64e épisode
Résumé de l’épisode précédent : Hermès a entraîné Ulysse huit ans plus tard sur la tombe d’Agamemnon. Ce jour-là, Oreste devenu grand vient rendre hommage à son père, lorsqu’une procession de femmes en deuil surgit.
Au cours duquel un frère
et une sœur se retrouvent
Les femmes arrivées en pleurs sur le tombeau d’Agamemnon se sont mises en cercle autour de la misérable sépulture, et elles chantent les louanges du roi assassiné. Elles versent du vin et de l’huile sur la tombe en répétant : « Ces offrandes pour toi, de la part de la reine Clytemnestre, ô grand roi ! » Derrière son buisson, Oreste n’en revient pas. Il contient sa colère avec peine. Il murmure à l’oreille de Pylade : « Elle a osé envoyer ses esclaves ici ! Elle a besoin d’apaiser le courroux du mort, sans doute… » L’une des femmes, peut-être la plus jeune d’entre elles, s’approche. Sous ses habits en lambeaux, et malgré la saleté qui macule son visage, on devine sa beauté. Elle pose son regard clair sur la tombe et implore : « Ô Hermès, je t’en prie, porte mon message aux dieux souterrains et aux ombres des Enfers ! Qu’ils m’aident à venger mon père mort d’une manière indigne ! Depuis sa disparition, je suis devenue une esclave. Ma mère sans cœur et son amant m’ont vendue à un paysan. Mais ils n’ont pas réussi à me briser. Je saurai résister jusqu’à ce qu’ils soient punis de leurs actes. » Puis elle s’effondre, en pleurs, sur la tombe de son père. Les autres femmes l’entourent en silence. Elles n’osent la réconforter. Comment pourraient-elles la réconforter ?
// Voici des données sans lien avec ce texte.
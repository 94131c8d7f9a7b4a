// Thin wrapper over bincode 2.0 with the standard configuration
use crate::error::{BlockchainError, Result};
use serde::{Deserialize, Serialize};

pub fn serialize<T: Serialize + bincode::Encode>(data: &T) -> Result<Vec<u8>> {
    let config = bincode::config::standard();
    bincode::encode_to_vec(data, config)
        .map_err(|e| BlockchainError::Serialization(format!("Serialization failed: {e}")))
}

/// Decode a value, rejecting input with bytes left over after it
pub fn deserialize<T>(bytes: &[u8]) -> Result<T>
where
    T: for<'de> Deserialize<'de> + bincode::Decode<()>,
{
    let config = bincode::config::standard();
    let (data, consumed) = bincode::decode_from_slice(bytes, config)
        .map_err(|e| BlockchainError::Serialization(format!("Deserialization failed: {e}")))?;
    if consumed != bytes.len() {
        return Err(BlockchainError::Serialization(format!(
            "Deserialization left {} trailing bytes",
            bytes.len() - consumed
        )));
    }
    Ok(data)
}

#[cfg(test)]
mod tests {
    use super::*;
    use serde::{Deserialize, Serialize};

    #[derive(Debug, Clone, PartialEq, Serialize, Deserialize, bincode::Encode, bincode::Decode)]
    struct Record {
        id: u64,
        payload: Vec<u8>,
    }

    #[test]
    fn test_truncated_input_is_rejected() {
        let bytes = serialize(&Record {
            id: 7,
            payload: vec![1, 2, 3, 4, 5],
        })
        .unwrap();
        let result: Result<Record> = deserialize(&bytes[..bytes.len() - 2]);
        assert!(matches!(result, Err(BlockchainError::Serialization(_))));
    }

    #[test]
    fn test_trailing_bytes_are_rejected() {
        let mut bytes = serialize(&Record {
            id: 7,
            payload: vec![],
        })
        .unwrap();
        bytes.push(0);
        let result: Result<Record> = deserialize(&bytes);
        assert!(matches!(result, Err(BlockchainError::Serialization(_))));
    }
}
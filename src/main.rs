// Entry point for the powchain CLI
use clap::Parser;
use data_encoding::HEXLOWER;
use log::{error, LevelFilter};
use powchain::{Blockchain, Command, Opt, Transaction, UTXOSet};
use std::process;

fn main() {
    // Info level shows mining and reindex progress without per-block noise
    env_logger::builder().filter_level(LevelFilter::Info).init();

    let opt = Opt::parse();

    if let Err(e) = run_command(opt.command) {
        error!("Error: {e}");
        process::exit(1);
    }
}

// Every command opens the chain under the configured data directory
fn run_command(command: Command) -> Result<(), Box<dyn std::error::Error>> {
    match command {
        Command::Createblockchain { owner } => {
            let blockchain = Blockchain::create_blockchain(owner.as_bytes())?;
            // Build the index so balances can be read right away
            let utxo_set = UTXOSet::new(blockchain)?;
            utxo_set.reindex()?;
            println!("Done!");
        }
        Command::GetBalance { owner } => {
            let blockchain = Blockchain::new_blockchain()?;
            let utxo_set = UTXOSet::new(blockchain)?;
            if !utxo_set.is_synced()? {
                utxo_set.reindex()?;
            }
            let balance: u64 = utxo_set
                .find_unspent_outputs(owner.as_bytes())?
                .iter()
                .map(|out| out.get_value())
                .sum();
            println!("Balance of {owner}: {balance}");
        }
        Command::Send { from, to, amount } => {
            if amount == 0 {
                return Err("Amount must be positive".into());
            }

            let blockchain = Blockchain::new_blockchain()?;
            let utxo_set = UTXOSet::new(blockchain.clone())?;
            if !utxo_set.is_synced()? {
                utxo_set.reindex()?;
            }

            let transaction =
                Transaction::new_utxo_transaction(from.as_bytes(), to.as_bytes(), amount, &utxo_set)?;
            // The sender mines the transfer and collects the reward
            let block = blockchain.mine_block(&[transaction], from.as_bytes())?;
            utxo_set.update_with_block(&block)?;
            println!("Success! Block {}", block.get_hash_hex());
        }
        Command::Mine { owner } => {
            let blockchain = Blockchain::new_blockchain()?;
            let utxo_set = UTXOSet::new(blockchain.clone())?;
            let block = blockchain.mine_block(&[], owner.as_bytes())?;
            utxo_set.update_with_block(&block)?;
            println!(
                "Mined block {} at height {}",
                block.get_hash_hex(),
                block.get_height()
            );
        }
        Command::Printchain => {
            for block in Blockchain::new_blockchain()?.iterator() {
                let block = block?;
                println!("Height: {}", block.get_height());
                println!("Pre block hash: {}", HEXLOWER.encode(block.get_pre_block_hash()));
                println!("Cur block hash: {}", block.get_hash_hex());
                println!("Timestamp: {}", block.get_timestamp());
                println!(
                    "Difficulty: {} Nonce: {} Valid: {}",
                    block.get_difficulty(),
                    block.get_nonce(),
                    block.validate()
                );

                for tx in block.get_transactions() {
                    println!("- Transaction txid_hex: {}", HEXLOWER.encode(tx.get_id()));

                    if !tx.is_coinbase() {
                        for input in tx.get_vin() {
                            println!(
                                "-- Input txid = {}, vout = {}, from = {}",
                                HEXLOWER.encode(input.get_txid()),
                                input.get_vout(),
                                HEXLOWER.encode(input.get_pub_key()),
                            )
                        }
                    }
                    for output in tx.get_vout() {
                        println!(
                            "-- Output value = {}, to = {}",
                            output.get_value(),
                            HEXLOWER.encode(output.get_pub_key_hash()),
                        )
                    }
                }
                println!()
            }
        }
        Command::Reindexutxo => {
            let blockchain = Blockchain::new_blockchain()?;
            let utxo_set = UTXOSet::new(blockchain)?;
            utxo_set.reindex()?;
            let count = utxo_set.count_transactions()?;
            println!("Done! There are {count} transactions in the UTXO set.");
        }
        Command::Validatechain => {
            let blockchain = Blockchain::new_blockchain()?;
            if blockchain.validate_chain()? {
                println!(
                    "Chain is valid up to height {}",
                    blockchain.get_best_height()?
                );
            } else {
                return Err("Chain failed validation".into());
            }
        }
    }
    Ok(())
}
Oreste, lui, le peut. Il vient de reconnaître sa grande sœur, Électre. Des larmes de joie coulent sur ses joues. Il s’apprête à sortir de sa cachette lorsque Pylade le retient par le bras. Sur la tombe, Électre a découvert la boucle de cheveux. Une boucle très particulière, sombre avec des reflets roux. Elle s’en saisit en tremblant et cherche du regard autour d’elle : « Ces cheveux, ils ont la même couleur… Ils ne peuvent appartenir qu’à mon frère, Oreste. Et qui d’autre oserait honorer Agamemnon ? Où est-il ? Peut-il m’aider à venger notre père ? » Le jeune homme ne résiste pas. Il bondit : « Oui, ma sœur, c’est bien moi ! » Électre pousse un cri et se jette dans les bras d’Oreste.
Ils s’enlacent, s’étreignent, se touchent le visage, les cheveux, le corps. Ils se prennent les mains. L’intensité de leurs retrouvailles émeut profondément Ulysse. Tout son corps ressent cet appel. Il s’imagine dans les bras de Pénélope. Il s’imagine serrant contre sa poitrine un autre beau jeune homme, de l’âge d’Oreste : son fils Télémaque. Des êtres qui se sont tant manqué, affamés de cet amour.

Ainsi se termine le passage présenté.